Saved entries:
=-=-=-=-=

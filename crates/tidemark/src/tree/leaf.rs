//! Leaf level of the sorted tree: binary-search insert, node splits, point
//! lookups.
//!
//! Records live inside fixed-size blocks as a sorted array of
//! `key || value` pairs after the node header. A [`LeafTree`] owns the
//! in-memory block image plus a first-key index mapping each non-head
//! leaf's smallest key to its node id; routing a key means taking the
//! greatest indexed first key `<=` the key, falling back to the head leaf.
//! Because a key is only ever routed to a node whose first key it is `>=`,
//! the indexed first keys never change after a node is created, so the
//! index needs no repair on ordinary inserts.

use std::cmp::Ordering;
use std::collections::BTreeMap;
use std::marker::PhantomData;

use crate::error::{Error, Result};
use crate::tree::blocks::BlockBuffer;
use crate::tree::node::{NodeHeader, NODE_HEADER_SIZE, NO_NODE};
use crate::tree::record::{Key, Record};
use crate::tree::scan::RangeScan;

/// Outcome of inserting a record into a leaf tree.
#[derive(Debug, Clone, Copy, PartialEq, Eq)]
pub enum InsertOutcome {
    /// The record was stored.
    Inserted,
    /// The key already exists; the tree was not modified.
    DuplicateKey,
}

/// Binary search over the sorted key array of a leaf block.
///
/// Returns `Ok(slot)` on an exact match, `Err(slot)` with the insertion
/// point otherwise. The midpoint is `min + (max - min) / 2` so the search
/// cannot overflow on large counts.
pub(crate) fn search_node<K: Key, V: Record>(
    block: &[u8],
    count: usize,
    key: &K,
) -> std::result::Result<usize, usize> {
    let record_size = K::SIZE + V::SIZE;
    let mut min = 0usize;
    let mut max = count;
    while min < max {
        let mid = min + (max - min) / 2;
        let offset = NODE_HEADER_SIZE + mid * record_size;
        let probe = K::decode(&block[offset..offset + K::SIZE]);
        match probe.cmp(key) {
            Ordering::Equal => return Ok(mid),
            Ordering::Less => min = mid + 1,
            Ordering::Greater => max = mid,
        }
    }
    Err(min)
}

/// An in-memory sorted tree holding fixed-width records in leaf blocks
/// linked into a doubly linked chain.
///
/// Keys are unique; inserting an existing key returns
/// [`InsertOutcome::DuplicateKey`] without modifying the tree. Forward
/// scans follow the leaf chain and always observe strictly ascending keys.
#[derive(Debug)]
pub struct LeafTree<K: Key, V: Record> {
    blocks: BlockBuffer,
    /// First key of every non-head leaf, for routing lookups and inserts.
    index: BTreeMap<K, u32>,
    head: u32,
    entry_count: u64,
    max_children: usize,
    _value: PhantomData<V>,
}

impl<K: Key, V: Record> LeafTree<K, V> {
    /// Creates an empty tree with the given block size.
    ///
    /// # Errors
    ///
    /// Returns [`Error::InvalidConfiguration`] if a block cannot hold at
    /// least two records, the minimum a node split requires.
    pub fn new(block_size: usize) -> Result<Self> {
        let record_size = K::SIZE + V::SIZE;
        // The header stores the count as i16, so a node never holds more
        // records than that even when the block could fit them.
        let max_children = (block_size.saturating_sub(NODE_HEADER_SIZE) / record_size)
            .min(i16::MAX as usize);
        if max_children < 2 {
            return Err(Error::InvalidConfiguration(format!(
                "block size {block_size} holds fewer than two {record_size}-byte records"
            )));
        }
        Ok(Self {
            blocks: BlockBuffer::new(block_size),
            index: BTreeMap::new(),
            head: NO_NODE,
            entry_count: 0,
            max_children,
            _value: PhantomData,
        })
    }

    /// Inserts a record.
    pub fn insert(&mut self, key: K, value: V) -> Result<InsertOutcome> {
        if self.head == NO_NODE {
            let id = self.blocks.allocate();
            NodeHeader::new_leaf().encode(self.blocks.block_mut(id)?);
            self.head = id;
        }
        let mut node = self.route(&key);
        let record_size = K::SIZE + V::SIZE;

        // Duplicates are detected before any split so a full node is never
        // mutated on a refused insert.
        let (mut header, mut slot) = {
            let block = self.blocks.block(node)?;
            let header = NodeHeader::decode_leaf(block)?;
            match search_node::<K, V>(block, header.child_count as usize, &key) {
                Ok(_) => return Ok(InsertOutcome::DuplicateKey),
                Err(slot) => (header, slot),
            }
        };

        if header.child_count as usize == self.max_children {
            let (new_node, first_key_moved) = self.split(node, header)?;
            if key >= first_key_moved {
                node = new_node;
            }
            let block = self.blocks.block(node)?;
            header = NodeHeader::decode_leaf(block)?;
            slot = match search_node::<K, V>(block, header.child_count as usize, &key) {
                Ok(_) => {
                    return Err(Error::CorruptStructure(
                        "duplicate key surfaced after node split".to_string(),
                    ))
                }
                Err(slot) => slot,
            };
        }

        let block = self.blocks.block_mut(node)?;
        let count = header.child_count as usize;
        let start = NODE_HEADER_SIZE + slot * record_size;
        let end = NODE_HEADER_SIZE + count * record_size;
        block.copy_within(start..end, start + record_size);
        key.encode(&mut block[start..start + K::SIZE]);
        value.encode(&mut block[start + K::SIZE..start + record_size]);
        header.child_count += 1;
        header.encode(block);

        self.entry_count += 1;
        Ok(InsertOutcome::Inserted)
    }

    /// Splits a full node in half, allocating the upper half into a new
    /// node spliced after it in the leaf chain. Returns the new node's id
    /// and its first key; the pending insert is routed to the new node when
    /// its key is `>=` that first key.
    fn split(&mut self, node: u32, header: NodeHeader) -> Result<(u32, K)> {
        let count = header.child_count as usize;
        if count < 2 {
            return Err(Error::CorruptStructure(format!(
                "cannot split node {node} holding {count} records"
            )));
        }
        let record_size = K::SIZE + V::SIZE;
        let items_first = count / 2;
        let items_second = count - items_first;
        let old_next = header.next_node;
        let new_node = self.blocks.allocate();

        let first_key_moved;
        {
            let (source, target) = self.blocks.pair_mut(node, new_node)?;
            let moved = NODE_HEADER_SIZE + items_first * record_size;
            let len = items_second * record_size;
            target[NODE_HEADER_SIZE..NODE_HEADER_SIZE + len]
                .copy_from_slice(&source[moved..moved + len]);
            first_key_moved = K::decode(&target[NODE_HEADER_SIZE..NODE_HEADER_SIZE + K::SIZE]);

            NodeHeader {
                level: 0,
                child_count: items_first as i16,
                previous_node: header.previous_node,
                next_node: new_node,
            }
            .encode(source);
            NodeHeader {
                level: 0,
                child_count: items_second as i16,
                previous_node: node,
                next_node: old_next,
            }
            .encode(target);
        }

        // Sibling repair: the old successor's back pointer must follow the
        // new node or the chain loses reciprocity.
        if old_next != NO_NODE {
            let block = self.blocks.block_mut(old_next)?;
            let mut next_header = NodeHeader::decode_leaf(block)?;
            next_header.previous_node = new_node;
            next_header.encode(block);
        }

        self.index.insert(first_key_moved, new_node);
        Ok((new_node, first_key_moved))
    }

    /// Looks up the value stored under `key`.
    pub fn get(&self, key: &K) -> Result<Option<V>> {
        if self.head == NO_NODE {
            return Ok(None);
        }
        let block = self.blocks.block(self.route(key))?;
        let header = NodeHeader::decode_leaf(block)?;
        match search_node::<K, V>(block, header.child_count as usize, key) {
            Ok(slot) => {
                let offset = NODE_HEADER_SIZE + slot * (K::SIZE + V::SIZE) + K::SIZE;
                Ok(Some(V::decode(&block[offset..offset + V::SIZE])))
            }
            Err(_) => Ok(None),
        }
    }

    /// Returns a lazy cursor over the half-open key range `[start, stop)`.
    ///
    /// Each call creates an independent cursor; cursors never lock against
    /// each other.
    pub fn range(&self, start: K, stop: K) -> RangeScan<'_, K, V> {
        let node = if self.head == NO_NODE {
            NO_NODE
        } else {
            self.route(&start)
        };
        RangeScan::new(&self.blocks, node, Some(start), Some(stop))
    }

    /// Returns a cursor over every record in ascending key order.
    pub fn iter(&self) -> RangeScan<'_, K, V> {
        RangeScan::new(&self.blocks, self.head, None, None)
    }

    fn route(&self, key: &K) -> u32 {
        self.index
            .range(..=key)
            .next_back()
            .map(|(_, &id)| id)
            .unwrap_or(self.head)
    }

    /// Number of records stored in the tree.
    pub fn len(&self) -> u64 {
        self.entry_count
    }

    /// Whether the tree holds no records.
    pub fn is_empty(&self) -> bool {
        self.entry_count == 0
    }

    /// Bytes occupied by the in-memory block image, reserved block included.
    pub fn size_bytes(&self) -> usize {
        self.blocks.size_bytes()
    }

    /// Id of the first leaf in the chain, or 0 while the tree is empty.
    pub fn head(&self) -> u32 {
        self.head
    }

    /// The fixed block size of the image.
    pub fn block_size(&self) -> usize {
        self.blocks.block_size()
    }

    pub(crate) fn block_image(&self) -> &BlockBuffer {
        &self.blocks
    }

    #[cfg(test)]
    pub(crate) fn max_children(&self) -> usize {
        self.max_children
    }
}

=-=-=-=-=

### Problem statement
Copy each line above where "inserting" appears.

### Solution to the problem
/// Outcome of inserting a record into a leaf tree.
/// Keys are unique; inserting an existing key returns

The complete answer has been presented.